→ WORK TO BE COMPLETED
Say only how many lines in the entries below contain the word "ValidationError".

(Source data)
________________

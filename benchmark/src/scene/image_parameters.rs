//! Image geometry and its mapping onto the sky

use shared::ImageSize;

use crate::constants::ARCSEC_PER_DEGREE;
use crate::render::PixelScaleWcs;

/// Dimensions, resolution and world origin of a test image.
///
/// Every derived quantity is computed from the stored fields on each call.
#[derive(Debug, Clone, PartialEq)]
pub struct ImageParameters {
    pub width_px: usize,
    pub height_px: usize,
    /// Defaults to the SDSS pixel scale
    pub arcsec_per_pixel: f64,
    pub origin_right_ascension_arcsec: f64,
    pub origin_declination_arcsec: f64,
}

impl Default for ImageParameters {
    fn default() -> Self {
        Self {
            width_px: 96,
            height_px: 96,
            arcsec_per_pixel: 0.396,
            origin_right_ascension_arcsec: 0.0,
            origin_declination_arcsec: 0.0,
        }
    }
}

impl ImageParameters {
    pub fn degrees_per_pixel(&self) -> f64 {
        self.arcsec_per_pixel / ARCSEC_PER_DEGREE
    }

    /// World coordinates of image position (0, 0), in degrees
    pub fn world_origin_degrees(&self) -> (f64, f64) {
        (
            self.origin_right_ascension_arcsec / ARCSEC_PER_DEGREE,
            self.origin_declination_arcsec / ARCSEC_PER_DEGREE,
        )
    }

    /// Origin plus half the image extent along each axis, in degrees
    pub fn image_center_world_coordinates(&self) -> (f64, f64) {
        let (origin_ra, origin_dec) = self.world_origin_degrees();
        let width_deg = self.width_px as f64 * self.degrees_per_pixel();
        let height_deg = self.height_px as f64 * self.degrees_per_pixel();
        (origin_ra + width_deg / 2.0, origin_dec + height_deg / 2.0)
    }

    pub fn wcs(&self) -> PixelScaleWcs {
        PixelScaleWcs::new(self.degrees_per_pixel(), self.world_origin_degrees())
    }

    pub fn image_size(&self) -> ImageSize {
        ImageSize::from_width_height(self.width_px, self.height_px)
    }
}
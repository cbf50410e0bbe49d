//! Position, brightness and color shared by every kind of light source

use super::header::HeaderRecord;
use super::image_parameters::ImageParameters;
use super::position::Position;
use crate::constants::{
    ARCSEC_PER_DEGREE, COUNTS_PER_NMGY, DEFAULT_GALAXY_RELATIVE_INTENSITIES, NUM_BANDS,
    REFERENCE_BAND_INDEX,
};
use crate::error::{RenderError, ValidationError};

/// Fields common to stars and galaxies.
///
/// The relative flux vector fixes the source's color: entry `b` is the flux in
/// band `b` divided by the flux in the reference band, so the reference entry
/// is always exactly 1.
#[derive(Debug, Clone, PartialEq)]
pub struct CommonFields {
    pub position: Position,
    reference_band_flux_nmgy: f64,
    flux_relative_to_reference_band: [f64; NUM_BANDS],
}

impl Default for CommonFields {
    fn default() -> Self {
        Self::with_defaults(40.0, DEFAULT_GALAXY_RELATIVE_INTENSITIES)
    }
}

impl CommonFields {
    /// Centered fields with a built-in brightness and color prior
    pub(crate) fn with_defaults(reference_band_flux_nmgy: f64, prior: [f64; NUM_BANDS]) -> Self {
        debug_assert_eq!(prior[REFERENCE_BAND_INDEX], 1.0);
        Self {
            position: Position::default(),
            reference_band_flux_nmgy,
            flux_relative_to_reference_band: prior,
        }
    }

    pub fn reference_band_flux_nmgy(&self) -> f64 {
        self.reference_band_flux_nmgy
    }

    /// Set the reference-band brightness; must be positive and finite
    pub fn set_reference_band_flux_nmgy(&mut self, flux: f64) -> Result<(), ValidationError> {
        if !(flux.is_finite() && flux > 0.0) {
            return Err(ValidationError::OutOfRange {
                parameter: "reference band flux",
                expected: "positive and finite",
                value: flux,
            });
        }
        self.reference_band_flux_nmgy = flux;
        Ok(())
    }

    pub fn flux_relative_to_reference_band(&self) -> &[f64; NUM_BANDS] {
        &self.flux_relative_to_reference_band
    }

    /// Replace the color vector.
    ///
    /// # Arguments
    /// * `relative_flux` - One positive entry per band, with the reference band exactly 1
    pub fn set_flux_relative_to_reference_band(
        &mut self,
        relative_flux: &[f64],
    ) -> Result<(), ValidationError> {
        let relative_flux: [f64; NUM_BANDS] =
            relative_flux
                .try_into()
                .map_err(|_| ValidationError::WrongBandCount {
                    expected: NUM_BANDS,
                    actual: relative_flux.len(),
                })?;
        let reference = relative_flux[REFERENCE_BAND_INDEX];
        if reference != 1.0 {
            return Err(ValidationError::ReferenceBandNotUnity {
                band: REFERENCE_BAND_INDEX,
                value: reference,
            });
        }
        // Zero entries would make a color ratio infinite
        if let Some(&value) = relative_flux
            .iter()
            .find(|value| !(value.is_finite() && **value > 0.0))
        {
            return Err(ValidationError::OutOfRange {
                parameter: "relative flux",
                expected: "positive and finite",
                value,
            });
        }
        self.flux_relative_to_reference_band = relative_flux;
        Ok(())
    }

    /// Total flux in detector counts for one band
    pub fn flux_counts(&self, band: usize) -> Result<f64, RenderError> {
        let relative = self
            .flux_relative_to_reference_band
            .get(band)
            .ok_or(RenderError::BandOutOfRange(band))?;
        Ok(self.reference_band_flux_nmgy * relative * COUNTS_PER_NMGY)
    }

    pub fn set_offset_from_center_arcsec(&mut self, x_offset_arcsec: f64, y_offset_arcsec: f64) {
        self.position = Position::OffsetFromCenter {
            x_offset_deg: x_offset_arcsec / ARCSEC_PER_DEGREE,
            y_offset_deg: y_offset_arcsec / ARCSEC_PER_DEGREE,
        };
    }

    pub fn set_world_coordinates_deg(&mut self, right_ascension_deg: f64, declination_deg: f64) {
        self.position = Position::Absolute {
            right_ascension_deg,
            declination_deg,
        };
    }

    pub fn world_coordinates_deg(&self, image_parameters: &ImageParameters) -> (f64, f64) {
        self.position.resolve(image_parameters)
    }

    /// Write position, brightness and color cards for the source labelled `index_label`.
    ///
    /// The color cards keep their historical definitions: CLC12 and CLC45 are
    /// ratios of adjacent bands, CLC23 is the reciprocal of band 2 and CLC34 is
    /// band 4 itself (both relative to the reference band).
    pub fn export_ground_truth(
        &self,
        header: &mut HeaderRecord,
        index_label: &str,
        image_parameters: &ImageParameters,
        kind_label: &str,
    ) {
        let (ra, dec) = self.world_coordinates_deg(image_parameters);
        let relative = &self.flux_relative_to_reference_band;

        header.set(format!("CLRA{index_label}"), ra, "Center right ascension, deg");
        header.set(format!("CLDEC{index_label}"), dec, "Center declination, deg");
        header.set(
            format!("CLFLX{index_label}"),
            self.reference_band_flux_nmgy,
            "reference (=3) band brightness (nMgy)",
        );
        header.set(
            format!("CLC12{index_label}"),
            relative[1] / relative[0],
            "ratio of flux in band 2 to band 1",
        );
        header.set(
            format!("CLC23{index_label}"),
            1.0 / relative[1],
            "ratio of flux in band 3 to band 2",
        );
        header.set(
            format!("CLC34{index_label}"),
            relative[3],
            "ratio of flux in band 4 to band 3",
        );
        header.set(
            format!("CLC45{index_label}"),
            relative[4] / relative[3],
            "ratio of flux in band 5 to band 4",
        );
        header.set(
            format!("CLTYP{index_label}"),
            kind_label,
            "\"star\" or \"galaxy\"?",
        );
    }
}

________________

→ ANSWER SPACE
7